I look forward to the
Bulwer Lytton Fiction Contest Winners every year. What a wonderful celebration of creative purple prose.
Founded in 1982 at San Jose State University in California, the Bulwer-Lytton Fiction Contest challenges entrants to compose opening sentences to the worst of all possible novels.
The contest was the brainchild of Professor Scott Rice. Sentenced to write a seminar paper on a minor Victorian novelist, he chose the man with the funny hyphenated name, Edward George Bulwer-Lytton.
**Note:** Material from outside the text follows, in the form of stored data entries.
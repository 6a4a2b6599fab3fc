//! Lease identifiers and the keepalive acknowledgment stream

use std::fmt;
use std::time::Duration;

use tokio::sync::mpsc;

/// Opaque identifier of a server-side lease.
///
/// Valid only between a successful grant and either an explicit revoke or
/// TTL expiry without renewal.
#[derive(Debug, Clone, Copy, PartialEq, Eq, Hash, PartialOrd, Ord)]
pub struct LeaseId(pub i64);

impl fmt::Display for LeaseId {
    fn fmt(&self, f: &mut fmt::Formatter<'_>) -> fmt::Result {
        // etcd convention: lease ids print as hex
        write!(f, "{:x}", self.0)
    }
}

/// One keepalive acknowledgment: the store has reset the lease's TTL
/// countdown.
#[derive(Debug, Clone, Copy)]
pub struct KeepAliveAck {
    pub lease: LeaseId,
    /// The full TTL the lease was refreshed to.
    pub refreshed_ttl: Duration,
}

/// Stream of keepalive acknowledgments for one lease.
///
/// While the stream is held open the store keeps the lease alive. `recv`
/// returning `None` means the channel closed on the store side: the lease is
/// dead (revoked, or its TTL lapsed) and will not come back. Dropping the
/// stream stops renewal and lets the TTL run out.
#[derive(Debug)]
pub struct KeepAliveStream {
    rx: mpsc::Receiver<KeepAliveAck>,
}

impl KeepAliveStream {
    /// Wrap a receiver whose sender side is owned by a store backend.
    pub fn new(rx: mpsc::Receiver<KeepAliveAck>) -> Self {
        Self { rx }
    }

    /// Wait for the next acknowledgment, or `None` once the lease is dead.
    pub async fn recv(&mut self) -> Option<KeepAliveAck> {
        self.rx.recv().await
    }
}
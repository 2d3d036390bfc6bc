// SPDX-License-Identifier: AGPL-3.0-or-later
//
// Copyright (C) 2026 Relational Network

use axum::{extract::State, http::StatusCode, Json};
use serde::Serialize;
use utoipa::ToSchema;

use crate::ledger::NetworkContext;
use crate::state::AppState;

/// Health check response with individual component status.
#[derive(Debug, Serialize, ToSchema)]
pub struct ReadyResponse {
    /// Overall health status ("ok" or "degraded").
    pub status: String,
    /// Network context requests are currently routed to.
    pub network: NetworkContext,
    /// Individual health checks and their results.
    pub checks: HealthChecks,
}

/// Individual health check results.
#[derive(Debug, Serialize, ToSchema)]
pub struct HealthChecks {
    /// Whether the service process is running.
    pub service: String,
    /// Settings directory write probe.
    /// Only present when backed by the file store.
    #[serde(skip_serializing_if = "Option::is_none")]
    pub settings: Option<String>,
}

/// Simple health check response for liveness probes.
#[derive(Debug, Serialize, ToSchema)]
pub struct HealthResponse {
    pub status: String,
}

fn check_settings(state: &AppState) -> Option<String> {
    let store = state.settings.as_ref()?;
    Some(match store.health_check() {
        Ok(()) => "ok".to_string(),
        Err(e) => {
            tracing::warn!(error = %e, "Settings health check failed");
            "unavailable".to_string()
        }
    })
}

/// Health check endpoint handler.
///
/// Returns 200 if all checks pass, 503 if any check fails.
#[utoipa::path(
    get,
    path = "/health",
    tag = "Health",
    responses(
        (status = 200, description = "Service is healthy", body = ReadyResponse),
        (status = 503, description = "Service is unhealthy", body = ReadyResponse)
    )
)]
pub async fn health(State(state): State<AppState>) -> (StatusCode, Json<ReadyResponse>) {
    let settings = check_settings(&state);
    let all_ok = settings.as_deref().map(|s| s == "ok").unwrap_or(true);

    let response = ReadyResponse {
        status: if all_ok { "ok" } else { "degraded" }.to_string(),
        network: state.network.current(),
        checks: HealthChecks {
            service: "ok".to_string(),
            settings,
        },
    };

    let status = if all_ok {
        StatusCode::OK
    } else {
        StatusCode::SERVICE_UNAVAILABLE
    };

    (status, Json(response))
}

/// Liveness probe handler.
///
/// Always returns 200 if the process is running.
#[utoipa::path(
    get,
    path = "/health/live",
    tag = "Health",
    responses(
        (status = 200, description = "Service is alive", body = HealthResponse)
    )
)]
pub async fn liveness() -> Json<HealthResponse> {
    Json(HealthResponse {
        status: "ok".to_string(),
    })
}
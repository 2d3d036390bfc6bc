// SPDX-License-Identifier: AGPL-3.0-or-later
//
// Copyright (C) 2026 Relational Network

//! # Accounts
//!
//! The wallet's account bookkeeping, layered bottom-up:
//!
//! - [`SaveScheduler`]: single-slot debounce for settings writes
//! - [`AccountRegistry`]: in-memory list per network context, persisted under
//!   `<network>accounts`, reloaded on external changes
//! - [`AccountManager`]: duplicate prevention, balances, reserve-issuer assets
//! - [`AccountService`]: dispatches to the manager of the current network

pub mod debounce;
pub mod manager;
pub mod registry;
pub mod service;

pub use debounce::{SaveScheduler, DEFAULT_SAVE_DELAY};
pub use manager::{AccountManager, RESERVE_ISSUER_NAME};
pub use registry::AccountRegistry;
pub use service::{AccountService, NetworkSelector, NetworkSwitch, ServiceOptions};

use crate::ledger::NetworkContext;

/// Domain events broadcast to listeners such as UI layers.
#[derive(Debug, Clone, Copy, PartialEq, Eq)]
pub enum AccountEvent {
    /// The stored account list of `network` changed externally and was reloaded.
    AccountsUpdated { network: NetworkContext },
}
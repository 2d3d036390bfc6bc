// SPDX-License-Identifier: AGPL-3.0-or-later
//
// Copyright (C) 2026 Relational Network

//! Horizon API client for balance lookups and test-network funding.

use std::time::Duration;

use reqwest::{Client, StatusCode};
use serde::Deserialize;
use url::Url;

use super::types::{NetworkContext, NATIVE_SYMBOL};
use crate::models::AssetBalance;

/// Timeout applied to every Horizon request.
const REQUEST_TIMEOUT: Duration = Duration::from_secs(15);

/// Horizon client bound to one network context.
#[derive(Debug, Clone)]
pub struct HorizonClient {
    network: NetworkContext,
    horizon_url: Url,
    friendbot_url: Option<Url>,
    http: Client,
}

impl HorizonClient {
    /// Create a client for the given Horizon (and optional friendbot) endpoint.
    pub fn new(
        network: NetworkContext,
        horizon_url: &str,
        friendbot_url: Option<&str>,
    ) -> Result<Self, HorizonError> {
        let horizon_url = parse_url(horizon_url)?;
        let friendbot_url = friendbot_url.map(parse_url).transpose()?;

        let http = Client::builder()
            .timeout(REQUEST_TIMEOUT)
            .build()
            .map_err(|e| HorizonError::Request(format!("failed to build HTTP client: {e}")))?;

        Ok(Self {
            network,
            horizon_url,
            friendbot_url,
            http,
        })
    }

    /// Client using the built-in endpoints for a network context.
    pub fn for_network(network: NetworkContext) -> Result<Self, HorizonError> {
        let config = network.config();
        Self::new(network, config.horizon_url, config.friendbot_url)
    }

    pub fn network(&self) -> NetworkContext {
        self.network
    }

    pub fn horizon_url(&self) -> &Url {
        &self.horizon_url
    }

    /// Fetch all balances of an account in Horizon's order (native last).
    pub async fn balances(&self, public_key: &str) -> Result<Vec<AssetBalance>, HorizonError> {
        let url = self.endpoint(&format!("accounts/{public_key}"))?;
        let response = self
            .http
            .get(url)
            .header("Accept", "application/json")
            .send()
            .await
            .map_err(|e| HorizonError::Request(format!("GET account {public_key} failed: {e}")))?;

        if response.status() == StatusCode::NOT_FOUND {
            return Err(HorizonError::AccountNotFound(public_key.to_string()));
        }
        if !response.status().is_success() {
            let status = response.status();
            let body = response.text().await.unwrap_or_default();
            return Err(HorizonError::Request(format!(
                "GET account {public_key} returned {status}: {body}"
            )));
        }

        let account: HorizonAccount = response
            .json()
            .await
            .map_err(|e| HorizonError::InvalidResponse(format!("account {public_key}: {e}")))?;

        Ok(account.into_asset_balances())
    }

    /// Ask friendbot to create and fund an account (test network only).
    pub async fn fund_with_friendbot(&self, public_key: &str) -> Result<(), HorizonError> {
        let mut url = self
            .friendbot_url
            .clone()
            .ok_or(HorizonError::FriendbotUnavailable(self.network))?;
        url.query_pairs_mut().append_pair("addr", public_key);

        let response = self
            .http
            .get(url)
            .send()
            .await
            .map_err(|e| HorizonError::Request(format!("friendbot request failed: {e}")))?;

        if !response.status().is_success() {
            let status = response.status();
            let body = response.text().await.unwrap_or_default();
            return Err(HorizonError::Request(format!(
                "friendbot returned {status}: {body}"
            )));
        }

        tracing::info!(
            network = %self.network,
            public_key = %public_key,
            "Friendbot funded account"
        );
        Ok(())
    }

    fn endpoint(&self, path: &str) -> Result<Url, HorizonError> {
        let base = self.horizon_url.as_str().trim_end_matches('/');
        parse_url(&format!("{base}/{path}"))
    }
}

fn parse_url(raw: &str) -> Result<Url, HorizonError> {
    raw.parse()
        .map_err(|e: url::ParseError| HorizonError::InvalidUrl(format!("{raw}: {e}")))
}

/// Subset of the Horizon account resource used here.
#[derive(Debug, Deserialize)]
struct HorizonAccount {
    #[serde(default)]
    balances: Vec<HorizonBalance>,
}

#[derive(Debug, Deserialize)]
struct HorizonBalance {
    balance: String,
    asset_type: String,
    #[serde(default)]
    asset_code: Option<String>,
    #[serde(default)]
    asset_issuer: Option<String>,
}

impl HorizonAccount {
    fn into_asset_balances(self) -> Vec<AssetBalance> {
        self.balances
            .into_iter()
            .filter_map(HorizonBalance::into_asset_balance)
            .collect()
    }
}

impl HorizonBalance {
    /// Liquidity pool shares carry no asset code and are skipped.
    fn into_asset_balance(self) -> Option<AssetBalance> {
        if self.asset_type == "native" {
            return Some(AssetBalance::native(self.balance));
        }

        let code = self.asset_code?;
        Some(AssetBalance::new(
            code,
            self.balance,
            self.asset_issuer.unwrap_or_default(),
        ))
    }
}

/// Errors that can occur while talking to Horizon.
#[derive(Debug, thiserror::Error)]
pub enum HorizonError {
    #[error("Invalid Horizon URL: {0}")]
    InvalidUrl(String),

    #[error("Account not found on ledger: {0}")]
    AccountNotFound(String),

    #[error("Friendbot is not available on the {0} network")]
    FriendbotUnavailable(NetworkContext),

    #[error("Horizon request failed: {0}")]
    Request(String),

    #[error("Horizon response was invalid: {0}")]
    InvalidResponse(String),
}
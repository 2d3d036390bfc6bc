// SPDX-License-Identifier: AGPL-3.0-or-later
//
// Copyright (C) 2026 Relational Network

use axum::{
    routing::{get, post},
    Router,
};
use tower_http::cors::CorsLayer;
use tower_http::trace::TraceLayer;
use utoipa::OpenApi;
use utoipa_swagger_ui::SwaggerUi;

use crate::{
    ledger::{Asset, NetworkContext},
    models::{
        AccountResponse, AddAccountRequest, AssetBalance, CreateTestAccountRequest,
        NetworkResponse, RefreshSummary, ReserveAssetsResponse, SwitchNetworkRequest,
    },
    state::AppState,
};

pub mod accounts;
pub mod health;
pub mod network;

pub fn router(state: AppState) -> Router {
    let v1_routes = Router::new()
        .route(
            "/network",
            get(network::get_network).put(network::switch_network),
        )
        .route(
            "/accounts",
            get(accounts::list_accounts).post(accounts::add_account),
        )
        .route("/accounts/refresh", post(accounts::refresh_balances))
        .route("/accounts/test", post(accounts::create_test_account))
        .route(
            "/accounts/by-name/{name}",
            get(accounts::get_account_by_name),
        )
        .route(
            "/accounts/{public_key}",
            get(accounts::get_account).delete(accounts::delete_account),
        )
        .route("/assets/reserve", get(accounts::reserve_assets))
        .with_state(state.clone());

    let health_routes = Router::new()
        .route("/health", get(health::health))
        .route("/health/live", get(health::liveness))
        .with_state(state);

    Router::new()
        .merge(health_routes)
        .nest("/v1", v1_routes)
        .merge(SwaggerUi::new("/docs").url("/api-doc/openapi.json", ApiDoc::openapi()))
        .layer(TraceLayer::new_for_http())
        .layer(CorsLayer::permissive())
}

#[derive(OpenApi)]
#[openapi(
    paths(
        health::health,
        health::liveness,
        network::get_network,
        network::switch_network,
        accounts::list_accounts,
        accounts::add_account,
        accounts::get_account,
        accounts::get_account_by_name,
        accounts::delete_account,
        accounts::refresh_balances,
        accounts::create_test_account,
        accounts::reserve_assets
    ),
    components(
        schemas(
            AccountResponse,
            AssetBalance,
            Asset,
            NetworkContext,
            AddAccountRequest,
            CreateTestAccountRequest,
            NetworkResponse,
            SwitchNetworkRequest,
            ReserveAssetsResponse,
            RefreshSummary,
            health::ReadyResponse,
            health::HealthChecks,
            health::HealthResponse
        )
    ),
    tags(
        (name = "Health", description = "Liveness and readiness probes"),
        (name = "Network", description = "Test/public network context selection"),
        (name = "Accounts", description = "Account registry, balances and reserve assets")
    )
)]
struct ApiDoc;
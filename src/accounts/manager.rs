// SPDX-License-Identifier: AGPL-3.0-or-later
//
// Copyright (C) 2026 Relational Network

//! Account operations for one network context.
//!
//! Business rules the registry does not know about: duplicate prevention by
//! public key, placeholder balances for new accounts, balance updates and the
//! reserve-issuer asset lookups.

use std::sync::{Mutex, PoisonError};

use tracing::{debug, info};

use super::registry::AccountRegistry;
use crate::ledger::{Asset, KeyPair, KeyPairError, NetworkContext};
use crate::models::{generate_name, Account, AssetBalance};

/// Name of the account issuing the reserve-backed assets.
pub const RESERVE_ISSUER_NAME: &str = "Issuer: LMB";

pub const ETHEREUM_CODE: &str = "ETH";
pub const BITCOIN_CODE: &str = "BTC";
pub const LAMBO_TOKEN_CODE: &str = "LMB";

/// Higher-level account operations layered on an [`AccountRegistry`].
pub struct AccountManager {
    registry: AccountRegistry,
    /// Serializes read-modify-write sequences (lookup then mutate).
    write_guard: Mutex<()>,
}

impl AccountManager {
    pub fn new(registry: AccountRegistry) -> Self {
        Self {
            registry,
            write_guard: Mutex::new(()),
        }
    }

    pub fn network(&self) -> NetworkContext {
        self.registry.network()
    }

    /// Raw registry access for list views.
    pub fn registry(&self) -> &AccountRegistry {
        &self.registry
    }

    /// Add a key pair as a new account.
    ///
    /// Returns `Ok(None)` when an account with the same public key already
    /// exists. Errors raised by the key pair itself are passed through.
    pub fn add_account<K>(
        &self,
        key_pair: &K,
        name: Option<&str>,
        tag: Option<&str>,
    ) -> Result<Option<Account>, KeyPairError>
    where
        K: KeyPair + ?Sized,
    {
        // Asking a non-signing key pair for its secret is an error.
        let secret = if key_pair.can_sign() {
            key_pair.secret()?
        } else {
            String::new()
        };
        let public_key = key_pair.public_key();

        let _guard = self.write_guard.lock().unwrap_or_else(PoisonError::into_inner);
        if self.index_of(&public_key).is_some() {
            debug!(network = %self.network(), public_key = %public_key, "Account already exists");
            return Ok(None);
        }

        let name = match name.map(str::trim) {
            Some(n) if !n.is_empty() => n.to_string(),
            _ => generate_name(),
        };

        let account = Account {
            name,
            public_key,
            secret,
            asset_balances: vec![AssetBalance::refreshing()],
            tag: tag.map(str::to_string),
        };
        self.registry.add(account.clone());

        info!(
            network = %self.network(),
            public_key = %account.public_key,
            can_sign = account.can_sign(),
            "Account added"
        );
        Ok(Some(account))
    }

    /// Delete the account with this public key; unknown keys are ignored.
    pub fn delete_account(&self, public_key: &str) {
        let _guard = self.write_guard.lock().unwrap_or_else(PoisonError::into_inner);
        if let Some(index) = self.index_of(public_key) {
            self.registry.delete(index);
            info!(network = %self.network(), public_key = %public_key, "Account deleted");
        }
    }

    pub fn accounts(&self) -> Vec<Account> {
        self.registry.accounts()
    }

    pub fn account_with_name(&self, name: &str) -> Option<Account> {
        self.accounts().into_iter().find(|a| a.name == name)
    }

    pub fn account_with_public_key(&self, public_key: &str) -> Option<Account> {
        self.accounts().into_iter().find(|a| a.public_key == public_key)
    }

    /// Append a balance entry to an account, optionally clearing the old ones.
    ///
    /// `None` records the error marker (the upstream fetch failed). The whole
    /// account is written back through the registry. Unknown keys are ignored.
    pub fn update_balance(
        &self,
        public_key: &str,
        balance: Option<AssetBalance>,
        remove_all: bool,
    ) {
        let _guard = self.write_guard.lock().unwrap_or_else(PoisonError::into_inner);
        let accounts = self.accounts();
        let Some(index) = accounts.iter().position(|a| a.public_key == public_key) else {
            debug!(
                network = %self.network(),
                public_key = %public_key,
                "Balance for unknown account ignored"
            );
            return;
        };

        let mut account = accounts[index].clone();
        if remove_all {
            account.asset_balances.clear();
        }

        let balance = balance.unwrap_or_else(AssetBalance::error_marker);
        account
            .asset_balances
            .push(AssetBalance::new(balance.symbol, balance.amount, balance.issuer));

        self.registry.replace(index, account);
    }

    pub fn ethereum_asset(&self) -> Option<Asset> {
        self.reserve_asset(ETHEREUM_CODE)
    }

    pub fn bitcoin_asset(&self) -> Option<Asset> {
        self.reserve_asset(BITCOIN_CODE)
    }

    pub fn lambo_token_asset(&self) -> Option<Asset> {
        self.reserve_asset(LAMBO_TOKEN_CODE)
    }

    fn reserve_asset(&self, code: &str) -> Option<Asset> {
        self.account_with_name(RESERVE_ISSUER_NAME)
            .map(|issuer| Asset::credit(code, issuer.public_key))
    }

    fn index_of(&self, public_key: &str) -> Option<usize> {
        self.accounts()
            .iter()
            .position(|a| a.public_key == public_key)
    }
}
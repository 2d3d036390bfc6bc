// SPDX-License-Identifier: AGPL-3.0-or-later
//
// Copyright (C) 2026 Relational Network

//! Ledger network types and constants.

use std::fmt;
use std::str::FromStr;

use serde::{Deserialize, Serialize};
use utoipa::ToSchema;

/// Stellar network configuration.
#[derive(Debug, Clone)]
pub struct NetworkConfig {
    /// Network name for display
    pub name: &'static str,
    /// Network passphrase used when signing
    pub passphrase: &'static str,
    /// Horizon endpoint URL
    pub horizon_url: &'static str,
    /// Friendbot endpoint (test network only)
    pub friendbot_url: Option<&'static str>,
}

/// Stellar public network configuration.
pub const STELLAR_PUBLIC: NetworkConfig = NetworkConfig {
    name: "Stellar Public Network",
    passphrase: "Public Global Stellar Network ; September 2015",
    horizon_url: "https://horizon.stellar.org",
    friendbot_url: None,
};

/// Stellar test network configuration.
pub const STELLAR_TESTNET: NetworkConfig = NetworkConfig {
    name: "Stellar Test Network",
    passphrase: "Test SDF Network ; September 2015",
    horizon_url: "https://horizon-testnet.stellar.org",
    friendbot_url: Some("https://horizon-testnet.stellar.org/friendbot"),
};

/// One of the two independent ledger environments.
///
/// Each context owns its own persisted account list and Horizon server.
#[derive(Debug, Clone, Copy, PartialEq, Eq, Hash, Serialize, Deserialize, ToSchema)]
#[serde(rename_all = "lowercase")]
pub enum NetworkContext {
    Test,
    Public,
}

impl NetworkContext {
    /// Short identifier, also the prefix of the settings key.
    pub fn as_str(self) -> &'static str {
        match self {
            NetworkContext::Test => "test",
            NetworkContext::Public => "public",
        }
    }

    /// Settings key holding this context's account list (`testaccounts`, `publicaccounts`).
    pub fn accounts_key(self) -> String {
        format!("{}accounts", self.as_str())
    }

    pub fn config(self) -> &'static NetworkConfig {
        match self {
            NetworkContext::Test => &STELLAR_TESTNET,
            NetworkContext::Public => &STELLAR_PUBLIC,
        }
    }

    pub fn from_testnet_flag(is_testnet: bool) -> Self {
        if is_testnet {
            NetworkContext::Test
        } else {
            NetworkContext::Public
        }
    }
}

impl fmt::Display for NetworkContext {
    fn fmt(&self, f: &mut fmt::Formatter<'_>) -> fmt::Result {
        f.write_str(self.as_str())
    }
}

impl FromStr for NetworkContext {
    type Err = String;

    fn from_str(s: &str) -> Result<Self, Self::Err> {
        match s.trim().to_ascii_lowercase().as_str() {
            "test" | "testnet" => Ok(NetworkContext::Test),
            "public" | "pubnet" | "mainnet" => Ok(NetworkContext::Public),
            other => Err(format!(
                "Unknown network `{other}` (expected `test` or `public`)"
            )),
        }
    }
}

/// Asset descriptor (native lumens or a credit asset with its issuer).
#[derive(Debug, Clone, PartialEq, Eq, Serialize, Deserialize, ToSchema)]
#[serde(tag = "type", rename_all = "snake_case")]
pub enum Asset {
    Native,
    Credit {
        /// Asset code (e.g. "ETH")
        code: String,
        /// Issuing account public key
        issuer: String,
    },
}

impl Asset {
    pub fn credit(code: impl Into<String>, issuer: impl Into<String>) -> Self {
        Asset::Credit {
            code: code.into(),
            issuer: issuer.into(),
        }
    }

    pub fn code(&self) -> &str {
        match self {
            Asset::Native => NATIVE_SYMBOL,
            Asset::Credit { code, .. } => code,
        }
    }
}

/// Symbol used for the native asset in balance lists.
pub const NATIVE_SYMBOL: &str = "XLM";

#[cfg(test)]
mod tests {
    use super::*;

    #[test]
    fn accounts_key_is_prefixed_by_network() {
        assert_eq!(NetworkContext::Test.accounts_key(), "testaccounts");
        assert_eq!(NetworkContext::Public.accounts_key(), "publicaccounts");
    }

    #[test]
    fn parses_network_names() {
        assert_eq!("test".parse::<NetworkContext>(), Ok(NetworkContext::Test));
        assert_eq!(" TESTNET ".parse::<NetworkContext>(), Ok(NetworkContext::Test));
        assert_eq!("public".parse::<NetworkContext>(), Ok(NetworkContext::Public));
        assert!("fuji".parse::<NetworkContext>().is_err());
    }

    #[test]
    fn only_testnet_has_friendbot() {
        assert!(NetworkContext::Test.config().friendbot_url.is_some());
        assert!(NetworkContext::Public.config().friendbot_url.is_none());
    }

    #[test]
    fn asset_code_for_native_is_xlm() {
        assert_eq!(Asset::Native.code(), "XLM");
        assert_eq!(Asset::credit("LMB", "GISSUER").code(), "LMB");
    }
}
Best known for The Last Days of Pompeii, his novel Paul Clifford began with the famous opener that has been plagiarized repeatedly by the cartoon beagle, Snoopy.
It was a dark and stormy night; the rain fell in torrents—except at occasional intervals, when it was checked by a violent gust of wind which swept up the streets (for it is in London that our scene lies), rattling along the housetops, and fiercely agitating the scanty flame of the lamps that struggled against the darkness.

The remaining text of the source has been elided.